5 de septiembre de 2019
Prólogo
Cuando profesores amigos tuvieron a bien encargarme la elaboración de un prólogo para este nuevo trabajo del IEPRI, pensé que se trataría de un paréntesis académico en medio de los avatares diarios de la tarea legislativa y territorial. No hubo tal paréntesis, todo lo contrario, la lectura de estos trabajos se convirtió en un estímulo oportunísimo para alimentar y afianzar nuestras convicciones en defensa de esta paz posible y esquiva.

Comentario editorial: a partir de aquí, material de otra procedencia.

//! 内容管理后台服务
//!
//! 为内容目录提供 REST API。
//!
//! ## 核心功能
//!
//! - **属性管理**：可复用属性及其单选/多选属性值
//! - **内容模型**：从属性库中挑选属性与属性值组成模型
//! - **内容分类**：分类树的增删改、移动与同级排序，分类可绑定内容模型
//! - **内容管理**：内容项 CRUD 及按分类模型进行的属性值选择
//!
//! ## 模块结构
//!
//! - `dto`: 请求和响应的数据传输对象
//! - `error`: 错误类型与 HTTP 映射
//! - `handlers`: HTTP 请求处理器
//! - `routes`: 路由配置
//! - `state`: 应用状态
//!
//! 所有业务规则在 `content_catalog` 中实现，本 crate 只做协议转换。

pub mod dto;
pub mod error;
pub mod handlers;
pub mod routes;
pub mod state;

pub use dto::{ApiResponse, PageResponse};
pub use error::{AdminError, Result};
pub use routes::build_router;
pub use state::AppState;
//! 服务层
//!
//! 在聚合外层加上并发控制与持久化：变更串行执行，
//! 先在副本上应用并写入仓储，成功后才替换内存状态。
//!
//! ## 模块结构
//!
//! - `catalog_service`: 目录服务（读写入口）

pub mod catalog_service;

pub use catalog_service::CatalogService;
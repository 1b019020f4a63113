//! 属性管理 API 处理器
//!
//! 属性值变更会级联修剪内容模型和内容项的属性值选择

use axum::{
    Json,
    extract::{Path, Query, State},
};
use content_catalog::Attribute;
use tracing::info;
use validator::Validate;

use crate::{
    dto::{
        ApiResponse, CreateAttributeRequest, DeletedResponse, KeywordQuery, ReorderValuesRequest,
        UpdateAttributeRequest,
    },
    error::AdminError,
    state::AppState,
};

/// 创建属性
///
/// POST /api/admin/content-attributes
pub async fn create_attribute(
    State(state): State<AppState>,
    Json(req): Json<CreateAttributeRequest>,
) -> Result<Json<ApiResponse<Attribute>>, AdminError> {
    req.validate()?;

    let attribute = state.catalog.create_attribute(req.into()).await?;

    info!(attribute_id = attribute.id, name = %attribute.name, "Attribute created");
    Ok(Json(ApiResponse::success(attribute)))
}

/// 获取属性列表，带 `keyword` 时按名称过滤
///
/// GET /api/admin/content-attributes
pub async fn list_attributes(
    State(state): State<AppState>,
    Query(query): Query<KeywordQuery>,
) -> Result<Json<ApiResponse<Vec<Attribute>>>, AdminError> {
    let attributes = match query.keyword() {
        Some(keyword) => state.catalog.search_attributes(keyword).await,
        None => state.catalog.list_attributes().await,
    };
    Ok(Json(ApiResponse::success(attributes)))
}

/// 获取属性详情
///
/// GET /api/admin/content-attributes/{id}
pub async fn get_attribute(
    State(state): State<AppState>,
    Path(id): Path<i64>,
) -> Result<Json<ApiResponse<Attribute>>, AdminError> {
    let attribute = state.catalog.get_attribute(id).await?;
    Ok(Json(ApiResponse::success(attribute)))
}

/// 更新属性
///
/// PUT /api/admin/content-attributes/{id}
pub async fn update_attribute(
    State(state): State<AppState>,
    Path(id): Path<i64>,
    Json(req): Json<UpdateAttributeRequest>,
) -> Result<Json<ApiResponse<Attribute>>, AdminError> {
    req.validate()?;

    let attribute = state.catalog.update_attribute(id, req.into()).await?;

    info!(attribute_id = id, "Attribute updated");
    Ok(Json(ApiResponse::success(attribute)))
}

/// 删除属性
///
/// DELETE /api/admin/content-attributes/{id}
pub async fn delete_attribute(
    State(state): State<AppState>,
    Path(id): Path<i64>,
) -> Result<Json<ApiResponse<DeletedResponse>>, AdminError> {
    state.catalog.delete_attribute(id).await?;

    info!(attribute_id = id, "Attribute deleted");
    Ok(Json(ApiResponse::success(DeletedResponse::new(id))))
}

/// 属性值排序
///
/// PATCH /api/admin/content-attributes/{id}/values/sort
pub async fn reorder_values(
    State(state): State<AppState>,
    Path(id): Path<i64>,
    Json(req): Json<ReorderValuesRequest>,
) -> Result<Json<ApiResponse<Attribute>>, AdminError> {
    req.validate()?;

    let attribute = state
        .catalog
        .reorder_attribute_values(id, req.value_ids)
        .await?;
    Ok(Json(ApiResponse::success(attribute)))
}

Por esa razón y por la utilidad de este análisis multifacético, debo agradecer vivamente y recomendar con énfasis la consulta de este trabajo absolutamente útil en momentos en que se debate en Colombia si la paz construida a lo largo de seis años de conversaciones y diseñada para ser estable y duradera se hará trizas o sobrevivirá a los embates cotidianos, sistemáticos, organizados e ideologizados de actores del conflicto que, entronizados en el poder, trabajan juiciosamente en la demolición de los cimientos de la paz para volver a construir en Colombia su narrativa de “guerra justa”, la perspectiva eterna y funcional de la dialéctica “amigo-enemigo” y la consolidación de poderes hegemónicos que, revestidos de ideología, defienden poderosos intereses económicos y se rebelan contra la verdad para cubrir con sus impunidades las acciones violentas que en círculos históricos viciosos les han permitido acumular sus poderes nacionales y territoriales.

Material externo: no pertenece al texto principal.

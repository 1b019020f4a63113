//! 统一可观测性模块
//!
//! 提供结构化日志与 Prometheus 指标的统一初始化。
//! 所有服务通过单一入口点配置可观测性，确保一致的日志字段和指标命名。

pub mod logging;
pub mod metrics;
pub mod middleware;

use ::tracing::info;
use anyhow::Result;

pub use crate::config::ObservabilityConfig;

/// 可观测性资源守卫
///
/// 持有指标服务器的生命周期，drop 时记录关闭日志。
pub struct ObservabilityGuard {
    _metrics_handle: Option<metrics::MetricsHandle>,
}

impl ObservabilityGuard {
    /// 创建一个空的 Guard（用于测试或禁用可观测性时）
    pub fn empty() -> Self {
        Self {
            _metrics_handle: None,
        }
    }
}

impl Drop for ObservabilityGuard {
    fn drop(&mut self) {
        info!("Shutting down observability...");
    }
}

/// 统一初始化可观测性
///
/// 初始化顺序：
/// 1. 日志（tracing-subscriber）
/// 2. 指标（Prometheus，可通过配置关闭）
///
/// # Example
///
/// ```ignore
/// use content_shared::{config::AppConfig, observability};
///
/// #[tokio::main]
/// async fn main() -> anyhow::Result<()> {
///     let config = AppConfig::load("content-admin-service")?;
///     let obs = config.observability.clone().with_service_name(&config.service_name);
///     let _guard = observability::init(&obs).await?;
///     Ok(())
/// }
/// ```
pub async fn init(config: &ObservabilityConfig) -> Result<ObservabilityGuard> {
    logging::init(config)?;

    info!(
        service = %config.service_name,
        metrics_enabled = config.metrics_enabled,
        metrics_port = config.metrics_port,
        "Observability initialized"
    );

    let metrics_handle = if config.metrics_enabled {
        Some(metrics::init(config).await?)
    } else {
        None
    };

    Ok(ObservabilityGuard {
        _metrics_handle: metrics_handle,
    })
}

#[cfg(test)]
mod tests {
    use super::*;

    #[test]
    fn test_default_config() {
        let config = ObservabilityConfig::default();
        assert_eq!(config.metrics_port, 9090);
        assert_eq!(config.log_level, "info");
        assert!(!config.json_logs());
    }

    #[test]
    fn test_empty_guard_drops_cleanly() {
        let guard = ObservabilityGuard::empty();
        drop(guard);
    }
}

Debo confesar que escribo estas líneas con la precariedad de visión del soldado a quien desde la trinchera le piden que en medio del fuego cruzado analice las circunstancias del conflicto. Los días de este prólogo son los mismos en que el nuevo gobierno de Colombia —en estricto cumplimiento del propósito anunciado por el partido de gobierno de “hacer trizas la paz”— congeló los diálogos con la insurgencia del ELN en momentos en que teníamos listo un protocolo de cese el fuego bilateral. Luego abandonó ese proceso, permitiendo que las tensiones internas en esa guerrilla se decantaran por las facciones y expresiones más violentas y, a renglón seguido, la emprendió contra el Acuerdo de Paz con la guerrilla de las FARC, con lo cual debilitó una a una las instituciones que construimos como bases estructurales del postconflicto, poniendo al frente de entidades como el Centro de Memoria Histórica, la Agencia de Desarrollo Rural y la propia oficina del Alto Comisionado para la Paz a personas claramente hostiles al proceso. Incluso, transformó el lenguaje, cambiando las palabras e inaugurando una versión criolla de la neolengua orwelliana en la que la paz se llamó “legalidad”; el posconflicto, “consolidación”, y los desplazados, “migrantes internos”.
La mayor embestida del Gobierno contra la paz ha sido el ataque sistemático a la Jurisdicción Especial de Paz (JEP), la presentación de las llamadas “objeciones presidenciales”, el desconocimiento de los fallos de las Cortes y la generación de un clima de inseguridad jurídica para quienes dejaron las armas con el objetivo perverso de estimular las disidencias, reincidencias y “emergencias”, como bien las caracteriza Mario Aguilera en este texto.